For the string "event", find every matching line in the records and copy it.

Stored data:
..........

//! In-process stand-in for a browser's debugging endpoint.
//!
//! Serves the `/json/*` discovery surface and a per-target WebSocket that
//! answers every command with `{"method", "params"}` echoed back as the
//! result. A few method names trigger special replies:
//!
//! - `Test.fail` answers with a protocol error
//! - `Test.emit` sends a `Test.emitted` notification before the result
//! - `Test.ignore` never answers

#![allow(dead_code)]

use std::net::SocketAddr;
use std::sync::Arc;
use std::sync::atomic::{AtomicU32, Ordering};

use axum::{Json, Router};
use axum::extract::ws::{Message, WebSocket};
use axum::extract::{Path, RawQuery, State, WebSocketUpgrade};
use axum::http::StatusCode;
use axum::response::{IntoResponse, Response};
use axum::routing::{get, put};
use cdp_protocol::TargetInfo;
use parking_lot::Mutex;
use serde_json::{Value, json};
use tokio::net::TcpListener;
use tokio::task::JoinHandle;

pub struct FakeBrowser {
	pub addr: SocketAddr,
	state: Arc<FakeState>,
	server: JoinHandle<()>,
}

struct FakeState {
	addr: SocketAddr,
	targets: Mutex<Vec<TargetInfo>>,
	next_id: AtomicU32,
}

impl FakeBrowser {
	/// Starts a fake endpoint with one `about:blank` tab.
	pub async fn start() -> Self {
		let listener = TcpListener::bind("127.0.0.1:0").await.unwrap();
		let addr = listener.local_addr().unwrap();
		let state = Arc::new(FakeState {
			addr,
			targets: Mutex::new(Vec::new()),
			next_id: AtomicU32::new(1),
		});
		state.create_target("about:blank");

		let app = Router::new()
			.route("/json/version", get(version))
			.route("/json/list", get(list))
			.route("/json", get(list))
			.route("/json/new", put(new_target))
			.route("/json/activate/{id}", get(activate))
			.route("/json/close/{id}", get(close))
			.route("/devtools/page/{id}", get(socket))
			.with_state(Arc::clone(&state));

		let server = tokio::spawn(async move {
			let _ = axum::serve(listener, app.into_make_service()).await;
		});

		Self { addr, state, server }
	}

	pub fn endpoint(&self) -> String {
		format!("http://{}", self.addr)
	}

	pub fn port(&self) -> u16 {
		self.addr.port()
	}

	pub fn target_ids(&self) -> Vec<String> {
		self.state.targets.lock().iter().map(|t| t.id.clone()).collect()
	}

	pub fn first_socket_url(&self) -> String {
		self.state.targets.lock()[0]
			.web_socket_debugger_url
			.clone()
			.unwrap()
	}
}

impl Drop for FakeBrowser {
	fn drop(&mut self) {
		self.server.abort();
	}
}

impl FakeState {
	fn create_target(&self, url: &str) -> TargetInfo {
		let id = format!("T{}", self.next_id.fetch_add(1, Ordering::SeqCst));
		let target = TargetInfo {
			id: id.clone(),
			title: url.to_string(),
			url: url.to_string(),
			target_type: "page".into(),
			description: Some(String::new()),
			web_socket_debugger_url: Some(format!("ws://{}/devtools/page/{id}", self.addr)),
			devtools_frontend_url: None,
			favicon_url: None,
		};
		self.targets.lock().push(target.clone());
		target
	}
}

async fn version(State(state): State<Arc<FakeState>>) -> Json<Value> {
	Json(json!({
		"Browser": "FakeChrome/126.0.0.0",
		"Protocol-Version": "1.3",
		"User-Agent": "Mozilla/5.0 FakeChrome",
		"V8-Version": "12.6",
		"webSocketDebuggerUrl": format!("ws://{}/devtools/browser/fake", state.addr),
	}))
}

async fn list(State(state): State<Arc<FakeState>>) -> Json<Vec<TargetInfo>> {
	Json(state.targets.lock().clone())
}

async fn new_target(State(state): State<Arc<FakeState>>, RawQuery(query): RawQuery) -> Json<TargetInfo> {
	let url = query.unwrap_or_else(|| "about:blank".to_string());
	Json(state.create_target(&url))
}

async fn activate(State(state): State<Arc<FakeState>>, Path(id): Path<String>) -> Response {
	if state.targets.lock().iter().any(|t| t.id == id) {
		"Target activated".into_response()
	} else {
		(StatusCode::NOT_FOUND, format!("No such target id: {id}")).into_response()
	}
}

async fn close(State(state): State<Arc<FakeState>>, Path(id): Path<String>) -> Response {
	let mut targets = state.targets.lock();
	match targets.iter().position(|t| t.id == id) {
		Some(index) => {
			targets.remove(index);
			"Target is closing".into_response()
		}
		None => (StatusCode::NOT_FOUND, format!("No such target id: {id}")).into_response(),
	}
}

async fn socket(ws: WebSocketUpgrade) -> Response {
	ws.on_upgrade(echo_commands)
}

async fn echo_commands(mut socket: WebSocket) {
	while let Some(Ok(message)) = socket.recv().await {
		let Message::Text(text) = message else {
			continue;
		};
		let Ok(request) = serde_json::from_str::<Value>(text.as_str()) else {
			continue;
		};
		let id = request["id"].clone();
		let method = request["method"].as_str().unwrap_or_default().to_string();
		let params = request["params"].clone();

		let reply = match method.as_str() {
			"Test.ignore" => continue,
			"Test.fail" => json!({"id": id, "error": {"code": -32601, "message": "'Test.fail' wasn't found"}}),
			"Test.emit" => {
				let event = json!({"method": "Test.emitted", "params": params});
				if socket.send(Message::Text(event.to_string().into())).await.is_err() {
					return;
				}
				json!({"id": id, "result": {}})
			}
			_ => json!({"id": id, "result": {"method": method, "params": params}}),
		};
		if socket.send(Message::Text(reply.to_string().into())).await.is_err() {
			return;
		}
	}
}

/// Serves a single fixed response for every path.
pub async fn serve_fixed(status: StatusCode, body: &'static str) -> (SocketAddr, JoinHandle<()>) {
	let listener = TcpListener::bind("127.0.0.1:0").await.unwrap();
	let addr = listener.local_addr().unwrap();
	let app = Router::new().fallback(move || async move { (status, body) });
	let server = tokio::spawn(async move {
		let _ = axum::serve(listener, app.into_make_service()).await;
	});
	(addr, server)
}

..........

• **Answer**
				let event = json!({"method": "Test.emitted", "params": params});
				if socket.send(Message::Text(event.to_string().into())).await.is_err() {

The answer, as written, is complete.